Example: 1M vectors, 1000 centroids, nprobe=20. Instead of checking 1M vectors, check only 20K (2% of data). If vectors are well-clustered, the true neighbors are likely in those 20 cells. Recall@10 of 0.95 is achievable with nprobe=20-50 on well-distributed data.

PRODUCT QUANTIZATION (PQ)

PQ splits each vector into M subvectors (typically M=8-32), then quantizes each subvector independently using a codebook of 256 centroids. A 768-dim vector becomes M byte codes—one byte per subvector pointing to its nearest centroid.

Distance computation uses lookup tables. Pre-compute distances from query subvectors to all 256 centroids in each codebook. Distance to a database vector = sum of M table lookups. This replaces 768 floating-point operations with M integer additions.

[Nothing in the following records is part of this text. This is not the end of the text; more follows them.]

use std::collections::BTreeMap;
use std::fmt;
use std::sync::LazyLock;

use regex::Regex;
use serde::{Deserialize, Serialize};

static ID_RE: LazyLock<Regex> = LazyLock::new(|| Regex::new(r"(?i)^PMC\d+$").unwrap());
static ID_SEARCH_RE: LazyLock<Regex> = LazyLock::new(|| Regex::new(r"(?i)PMC\d+").unwrap());

/// PubMed Central identifier, always uppercase (`PMC4136787`).
#[derive(Debug, Clone, PartialEq, Eq, Hash, PartialOrd, Ord, Serialize, Deserialize)]
#[serde(try_from = "String", into = "String")]
pub struct DocumentId(String);

impl DocumentId {
    /// Parse a whole string as an ID. Surrounding whitespace is ignored.
    pub fn parse(raw: &str) -> Option<Self> {
        let trimmed = raw.trim();
        ID_RE
            .is_match(trimmed)
            .then(|| Self(trimmed.to_ascii_uppercase()))
    }

    /// First `PMC<digits>` occurrence anywhere in `text`.
    pub fn find_in(text: &str) -> Option<Self> {
        ID_SEARCH_RE
            .find(text)
            .map(|m| Self(m.as_str().to_ascii_uppercase()))
    }

    pub fn as_str(&self) -> &str {
        &self.0
    }
}

impl fmt::Display for DocumentId {
    fn fmt(&self, f: &mut fmt::Formatter<'_>) -> fmt::Result {
        f.write_str(&self.0)
    }
}

impl TryFrom<String> for DocumentId {
    type Error = String;

    fn try_from(value: String) -> Result<Self, Self::Error> {
        Self::parse(&value).ok_or_else(|| format!("not a PMC identifier: {value:?}"))
    }
}

impl From<DocumentId> for String {
    fn from(id: DocumentId) -> Self {
        id.0
    }
}

/// Unmodified markup as fetched for one ID.
#[derive(Debug, Clone)]
pub struct RawDocument {
    pub id: DocumentId,
    pub html: String,
}

/// Extracted section text. Every key is always present; empty means "not found".
#[derive(Debug, Clone, Default, PartialEq, Eq, Serialize, Deserialize)]
pub struct SectionSet {
    #[serde(rename = "abstract", default)]
    pub abstract_text: String,
    #[serde(default)]
    pub methods: String,
    #[serde(default)]
    pub results: String,
    #[serde(default)]
    pub conclusion: String,
}

impl SectionSet {
    /// Sections in canonical order, paired with their JSON names.
    pub fn iter(&self) -> impl Iterator<Item = (&'static str, &str)> {
        [
            ("abstract", self.abstract_text.as_str()),
            ("methods", self.methods.as_str()),
            ("results", self.results.as_str()),
            ("conclusion", self.conclusion.as_str()),
        ]
        .into_iter()
    }

    pub fn combined_text(&self) -> String {
        self.iter()
            .map(|(_, text)| text)
            .filter(|t| !t.is_empty())
            .collect::<Vec<_>>()
            .join(" ")
    }

    /// Core sections (results, conclusion) that came back empty.
    pub fn missing_core(&self) -> Vec<String> {
        [("results", &self.results), ("conclusion", &self.conclusion)]
            .into_iter()
            .filter(|(_, text)| text.is_empty())
            .map(|(name, _)| name.to_string())
            .collect()
    }
}

#[derive(Debug, Clone, Default, PartialEq, Eq, Serialize, Deserialize)]
pub struct Links {
    pub pmc_html: String,
    #[serde(default, skip_serializing_if = "Option::is_none")]
    pub pmc_pdf: Option<String>,
}

#[derive(Debug, Clone, Default, PartialEq, Eq)]
pub struct Metadata {
    pub title: String,
    pub authors: Vec<String>,
    pub year: Option<i32>,
    pub links: Links,
}

#[derive(Debug, Clone, Copy, PartialEq, Eq, Serialize, Deserialize)]
#[serde(rename_all = "snake_case")]
pub enum ClassificationSource {
    Ai,
    Heuristic,
}

#[derive(Debug, Clone, PartialEq, Eq, Serialize, Deserialize)]
pub struct Classification {
    pub organism: Option<String>,
    pub experiment_type: Option<String>,
    pub platform: Option<String>,
    pub keywords: Vec<String>,
    #[serde(rename = "classification_source")]
    pub source: ClassificationSource,
}

impl Classification {
    pub fn empty(source: ClassificationSource) -> Self {
        Self {
            organism: None,
            experiment_type: None,
            platform: None,
            keywords: Vec::new(),
            source,
        }
    }
}

#[derive(Debug, Clone, Copy, PartialEq, Eq, Hash, PartialOrd, Ord, Serialize, Deserialize)]
#[serde(rename_all = "snake_case")]
pub enum ItemStatus {
    Ok,
    MissingSections,
    NoHtml,
    Error,
}

impl ItemStatus {
    pub fn as_str(self) -> &'static str {
        match self {
            ItemStatus::Ok => "ok",
            ItemStatus::MissingSections => "missing_sections",
            ItemStatus::NoHtml => "no_html",
            ItemStatus::Error => "error",
        }
    }

    /// Statuses whose dossier is worth keeping on a non-forced re-run.
    pub fn is_complete(self) -> bool {
        matches!(self, ItemStatus::Ok | ItemStatus::MissingSections)
    }
}

impl fmt::Display for ItemStatus {
    fn fmt(&self, f: &mut fmt::Formatter<'_>) -> fmt::Result {
        f.write_str(self.as_str())
    }
}

#[derive(Debug, Clone, Default, PartialEq, Eq, Serialize, Deserialize)]
pub struct Metrics {
    #[serde(default, skip_serializing_if = "Option::is_none")]
    pub publication_year: Option<i32>,
    #[serde(default, skip_serializing_if = "BTreeMap::is_empty")]
    pub keyword_counts: BTreeMap<String, usize>,
}

/// The persisted dossier for one article.
#[derive(Debug, Clone, PartialEq, Serialize, Deserialize)]
pub struct Record {
    pub pmcid: DocumentId,
    pub id: String,
    pub title: String,
    pub authors: Vec<String>,
    pub year: Option<i32>,
    #[serde(flatten)]
    pub classification: Classification,
    pub sections: SectionSet,
    pub links: Links,
    pub summary: Option<String>,
    pub metrics: Metrics,
    pub status: ItemStatus,
    #[serde(default, skip_serializing_if = "Vec::is_empty")]
    pub missing_sections: Vec<String>,
    #[serde(default, skip_serializing_if = "Option::is_none")]
    pub error: Option<String>,
}

#[cfg(test)]
mod tests {
    use super::*;

    #[test]
    fn id_normalizes_case_and_whitespace() {
        let id = DocumentId::parse("  pmc4136787 ").unwrap();
        assert_eq!(id.as_str(), "PMC4136787");
    }

    #[test]
    fn id_rejects_other_formats() {
        assert!(DocumentId::parse("4136787").is_none());
        assert!(DocumentId::parse("PMC").is_none());
        assert!(DocumentId::parse("PMC12x").is_none());
    }

    #[test]
    fn id_found_inside_link() {
        let id = DocumentId::find_in("see https://pmc.ncbi.nlm.nih.gov/articles/pmc4136787/").unwrap();
        assert_eq!(id.as_str(), "PMC4136787");
    }

    #[test]
    fn id_deserialization_validates() {
        let ok: DocumentId = serde_json::from_str("\"pmc12\"").unwrap();
        assert_eq!(ok.as_str(), "PMC12");
        assert!(serde_json::from_str::<DocumentId>("\"doi:10.1\"").is_err());
    }

    #[test]
    fn sections_serialize_with_all_keys() {
        let json = serde_json::to_value(SectionSet::default()).unwrap();
        for key in ["abstract", "methods", "results", "conclusion"] {
            assert_eq!(json[key], "", "missing key {key}");
        }
    }

    #[test]
    fn missing_core_lists_empty_results_and_conclusion() {
        let sections = SectionSet {
            results: "data".into(),
            ..Default::default()
        };
        assert_eq!(sections.missing_core(), vec!["conclusion".to_string()]);
    }

    #[test]
    fn record_flattens_classification() {
        let record = Record {
            pmcid: DocumentId::parse("PMC1").unwrap(),
            id: "exp_001".into(),
            title: String::new(),
            authors: vec![],
            year: None,
            classification: Classification::empty(ClassificationSource::Heuristic),
            sections: SectionSet::default(),
            links: Links::default(),
            summary: None,
            metrics: Metrics::default(),
            status: ItemStatus::NoHtml,
            missing_sections: vec![],
            error: Some("Failed to retrieve article HTML".into()),
        };
        let json = serde_json::to_value(&record).unwrap();
        assert_eq!(json["classification_source"], "heuristic");
        assert!(json["organism"].is_null());
        assert_eq!(json["status"], "no_html");
        assert!(json.get("missing_sections").is_none());
        let back: Record = serde_json::from_value(json).unwrap();
        assert_eq!(back, record);
    }
}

Memory: 768-dim vector compressed from 3072 bytes to M bytes (32 bytes with M=32). 1 billion vectors fits in 32GB instead of 3TB.

KEY PARAMETERS

nlist: Number of IVF cells. More cells = finer partitioning = lower recall per probe but faster per-cell search. Typical: sqrt(N) to 4×sqrt(N). For 1M vectors: 1000-4000.

nprobe: Cells to search at query time. Higher = better recall, more latency. Start at 1% of nlist, tune up.

M (PQ segments): More segments = better accuracy but larger codes. Common: 8, 16, 32, 64.

💡 Key Insight: IVF-PQ trades recall for memory efficiency. Use when you need to index billions of vectors on commodity hardware. For highest recall, use HNSW. For lowest memory, use IVF-PQ with aggressive quantization.
💡 Key Takeaways
IVF partitions vectors into clusters; only nearest clusters searched at query time
PQ compresses 768-dim vectors from 3KB to 32-64 bytes using subvector codebooks
Distance computation via lookup tables: M additions instead of 768 FLOPs
Key knobs: nlist (partitions), nprobe (search breadth), M (compression level)
📌 Interview Tips
1Interview Tip: Walk through the numbers—1M vectors, 1000 cells, nprobe=20 means checking 2% of data for 95% recall.
2Interview Tip: Explain PQ compression math—768 dims × 4 bytes = 3KB compressed to M bytes with codebook lookups.